A primeira vez que essa violência me tocou foi quando numa manhã vi todos os vizinhos alvoroçados e assustados pelo assassinato de uma rapaz cujo único erro foi tentar separar uma briga. Ele se foi deixando órfã uma menininha de 3 anos. De lá pra cá, revejo o olhar daquela criança a cada vez que leio e ouço sobre atos de crueldade, crimes e a instabilidade da segurança que tem acometido minha terra.

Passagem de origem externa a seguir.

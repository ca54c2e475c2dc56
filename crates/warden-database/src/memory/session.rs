//! In-memory session repository.

use async_trait::async_trait;
use dashmap::DashMap;

use warden_core::result::AppResult;
use warden_entity::session::Session;

use crate::traits::SessionRepository;

/// Session storage held in memory.
#[derive(Debug, Default)]
pub struct MemorySessionRepository {
    sessions: DashMap<String, Session>,
}

impl MemorySessionRepository {
    /// Create an empty repository.
    pub fn new() -> Self {
        Self::default()
    }

    /// Number of stored sessions, expired ones included.
    pub fn len(&self) -> usize {
        self.sessions.len()
    }

    /// Whether no sessions are stored.
    pub fn is_empty(&self) -> bool {
        self.sessions.is_empty()
    }
}

#[async_trait]
impl SessionRepository for MemorySessionRepository {
    async fn insert(&self, session: &Session) -> AppResult<()> {
        self.sessions.insert(session.id.clone(), session.clone());
        Ok(())
    }

    async fn find(&self, id: &str) -> AppResult<Option<Session>> {
        Ok(self.sessions.get(id).map(|s| s.value().clone()))
    }

    async fn delete(&self, id: &str) -> AppResult<bool> {
        Ok(self.sessions.remove(id).is_some())
    }
}
//! Session domain entities.

pub mod model;

pub use model::Session;
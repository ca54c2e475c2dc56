//! In-memory storage backed by `dashmap`.
//!
//! These implementations honor the same contracts as the PostgreSQL
//! repositories (including username uniqueness) and are used by tests and
//! ephemeral runs. Nothing survives a restart.

pub mod policy;
pub mod session;
pub mod user;

pub use policy::MemoryPolicyAdapter;
pub use session::MemorySessionRepository;
pub use user::MemoryUserRepository;
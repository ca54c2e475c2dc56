//! Policy rule management commands.

use clap::{Args, Subcommand};
use serde::Serialize;
use tabled::Tabled;

use warden_auth::rbac::{load_into, render_policy_csv};
use warden_core::config::AppConfig;
use warden_core::error::AppError;
use warden_core::result::AppResult;
use warden_database::PolicySnapshot;
use warden_entity::policy::PolicyRule;

use crate::output::{self, OutputFormat};

/// Arguments for policy commands
#[derive(Debug, Args)]
pub struct PolicyArgs {
    /// Policy subcommand
    #[command(subcommand)]
    pub command: PolicyCommand,
}

/// Policy subcommands
#[derive(Debug, Subcommand)]
pub enum PolicyCommand {
    /// Add every rule of a policy CSV file that is not yet stored
    Load {
        /// Path to the policy file
        file: String,
    },
    /// List every rule
    List,
    /// Print every rule in policy CSV format
    Export,
    /// Grant an action
    Add(RuleArgs),
    /// Revoke an action
    Remove(RuleArgs),
}

/// A single policy rule
#[derive(Debug, Args)]
pub struct RuleArgs {
    /// User id, group, or service subject
    subject: String,
    /// Policy domain
    domain: String,
    /// Object id, `*` for any object, or `-` for a domain-level rule
    object: String,
    /// Action name
    action: String,
}

impl RuleArgs {
    fn rule(&self) -> PolicyRule {
        PolicyRule::new(
            self.subject.as_str(),
            self.domain.as_str(),
            Some(self.object.as_str()),
            self.action.as_str(),
        )
    }
}

/// Rule display row
#[derive(Debug, Serialize, Tabled)]
struct RuleRow {
    /// `p` for a policy, `g` for a grouping
    #[tabled(rename = "type")]
    #[serde(rename = "type")]
    kind: &'static str,
    /// Subject or member
    subject: String,
    /// Domain or group
    target: String,
    /// Object
    object: String,
    /// Action
    action: String,
}

/// Execute policy commands
pub async fn execute(args: &PolicyArgs, config: &AppConfig, format: OutputFormat) -> AppResult<()> {
    let db = super::connect(config).await?;
    let enforcer = super::open_enforcer(config, &db).await?;

    match &args.command {
        PolicyCommand::Load { file } => {
            let content = tokio::fs::read_to_string(file).await.map_err(|e| {
                AppError::from(e).context(format!("Failed to read policy file {file}"))
            })?;
            let report = load_into(&enforcer, &content).await?;
            output::print_success(&format!(
                "{} policies and {} groupings added, {} unchanged",
                report.policies_added, report.groupings_added, report.unchanged
            ));
        }
        PolicyCommand::List => {
            let mut rows: Vec<RuleRow> = enforcer
                .policies()
                .await
                .into_iter()
                .map(|p| RuleRow {
                    kind: "p",
                    subject: p.subject,
                    target: p.domain,
                    object: p.object,
                    action: p.action,
                })
                .collect();
            rows.extend(enforcer.grouping_policies().await.into_iter().map(|g| RuleRow {
                kind: "g",
                subject: g.member,
                target: g.group,
                object: String::new(),
                action: String::new(),
            }));
            output::print_list(&rows, format);
        }
        PolicyCommand::Export => {
            let snapshot = PolicySnapshot {
                policies: enforcer.policies().await,
                groupings: enforcer.grouping_policies().await,
            };
            print!("{}", render_policy_csv(&snapshot)?);
        }
        PolicyCommand::Add(rule) => {
            if enforcer.add_policy(rule.rule()).await? {
                output::print_success("Policy added");
            } else {
                output::print_warning("Policy already present");
            }
        }
        PolicyCommand::Remove(rule) => {
            if enforcer.remove_policy(&rule.rule()).await? {
                output::print_success("Policy removed");
            } else {
                output::print_warning("Policy not present");
            }
        }
    }

    db.close().await;
    Ok(())
}
//! Fixed-size bloom filter with FNV double hashing.

use std::f64::consts::LN_2;

use tokio::sync::RwLock;

use warden_core::error::AppError;
use warden_core::result::AppResult;

const FNV_OFFSET_BASIS: u32 = 0x811c_9dc5;
const FNV_PRIME: u32 = 0x0100_0193;

/// A bloom filter over string items.
///
/// `add` takes the write lock and `test` the read lock, so concurrent
/// lookups never observe a half-set item.
#[derive(Debug)]
pub struct BloomFilter {
    bits: RwLock<Vec<u64>>,
    num_bits: u64,
    num_hashes: u32,
}

impl BloomFilter {
    /// Sizes a filter for `expected_items` at the target false-positive rate.
    ///
    /// `m = ceil(-n·ln p / (ln 2)²)` bits and `k = round(m/n · ln 2)` hash
    /// functions (at least one). A capacity of zero is treated as one.
    pub fn new(expected_items: usize, false_positive_rate: f64) -> AppResult<Self> {
        if !(false_positive_rate > 0.0 && false_positive_rate < 1.0) {
            return Err(AppError::validation(format!(
                "Bloom filter false-positive rate must be in (0, 1), got {false_positive_rate}"
            )));
        }

        let n = expected_items.max(1) as f64;
        let num_bits = (-n * false_positive_rate.ln() / (LN_2 * LN_2)).ceil().max(1.0) as u64;
        let num_hashes = ((num_bits as f64 / n) * LN_2).round().max(1.0) as u32;
        let words = num_bits.div_ceil(64) as usize;

        Ok(Self {
            bits: RwLock::new(vec![0; words]),
            num_bits,
            num_hashes,
        })
    }

    /// Number of bits in the filter (`m`).
    pub fn bit_count(&self) -> u64 {
        self.num_bits
    }

    /// Number of hash functions (`k`).
    pub fn hash_count(&self) -> u32 {
        self.num_hashes
    }

    /// Records `item` as present.
    pub async fn add(&self, item: &str) {
        let mut bits = self.bits.write().await;
        for pos in self.positions(item) {
            bits[(pos / 64) as usize] |= 1u64 << (pos % 64);
        }
    }

    /// Returns `false` if `item` was definitely never added, `true` if it
    /// possibly was.
    pub async fn test(&self, item: &str) -> bool {
        let bits = self.bits.read().await;
        self.positions(item)
            .all(|pos| bits[(pos / 64) as usize] & (1u64 << (pos % 64)) != 0)
    }

    fn positions(&self, item: &str) -> impl Iterator<Item = u64> + use<> {
        let bytes = item.as_bytes();
        let h1 = u64::from(fnv1a_32(bytes));
        let h2 = u64::from(fnv1_32(bytes) | 1);
        let m = self.num_bits;
        (0..u64::from(self.num_hashes)).map(move |i| h1.wrapping_add(i.wrapping_mul(h2)) % m)
    }
}

fn fnv1a_32(bytes: &[u8]) -> u32 {
    bytes.iter().fold(FNV_OFFSET_BASIS, |hash, &b| {
        (hash ^ u32::from(b)).wrapping_mul(FNV_PRIME)
    })
}

fn fnv1_32(bytes: &[u8]) -> u32 {
    bytes.iter().fold(FNV_OFFSET_BASIS, |hash, &b| {
        hash.wrapping_mul(FNV_PRIME) ^ u32::from(b)
    })
}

O tempo sempre traz mudanças e querer que tudo seja como há tempos atrás seria desrespeitar todo o desenvolvimento que Pedro Afonso alcançou. Porém, acreditar que podemos ver as melhorias acontecerem tendo a segurança para minimizar os males que o progresso traz, que podemos viver tendo a sensação que nossos filhos terão o melhor da modernidade aliado ao nosso jeito único de viver é um trabalho que devemos buscar diariamente.
Essa esperança me alegra e renasce quando leio sobre o AMA, sobre os shows de talentos realizados, sobre todas as conquistas que o povo pedroafonsino tem feito e levado aos quatro cantos do país. As ações que fortalecem nosso povo renovam a certeza de que mantemos o mais importante: a essência. Temos nossas raízes, somos capazes de construir do modo que quisermos a história de nossa região, ainda que para isso tenhamos que aprender um novo caminhar, onde cada um é parte de um todo que luta diariamente pela garantia de uma comunidade mais responsável, segura e consciente do que quer para o lugar que escolheu como seu lar. A época em que todos se conheciam pelo simples ato de perguntar - “Menina, quem é mesmo tua mãe?” – fica somente na memória, mas a certeza de se reconhecer na garra, no jeito e na cultura de nossa terra, isso é para sempre e vale ser preservado.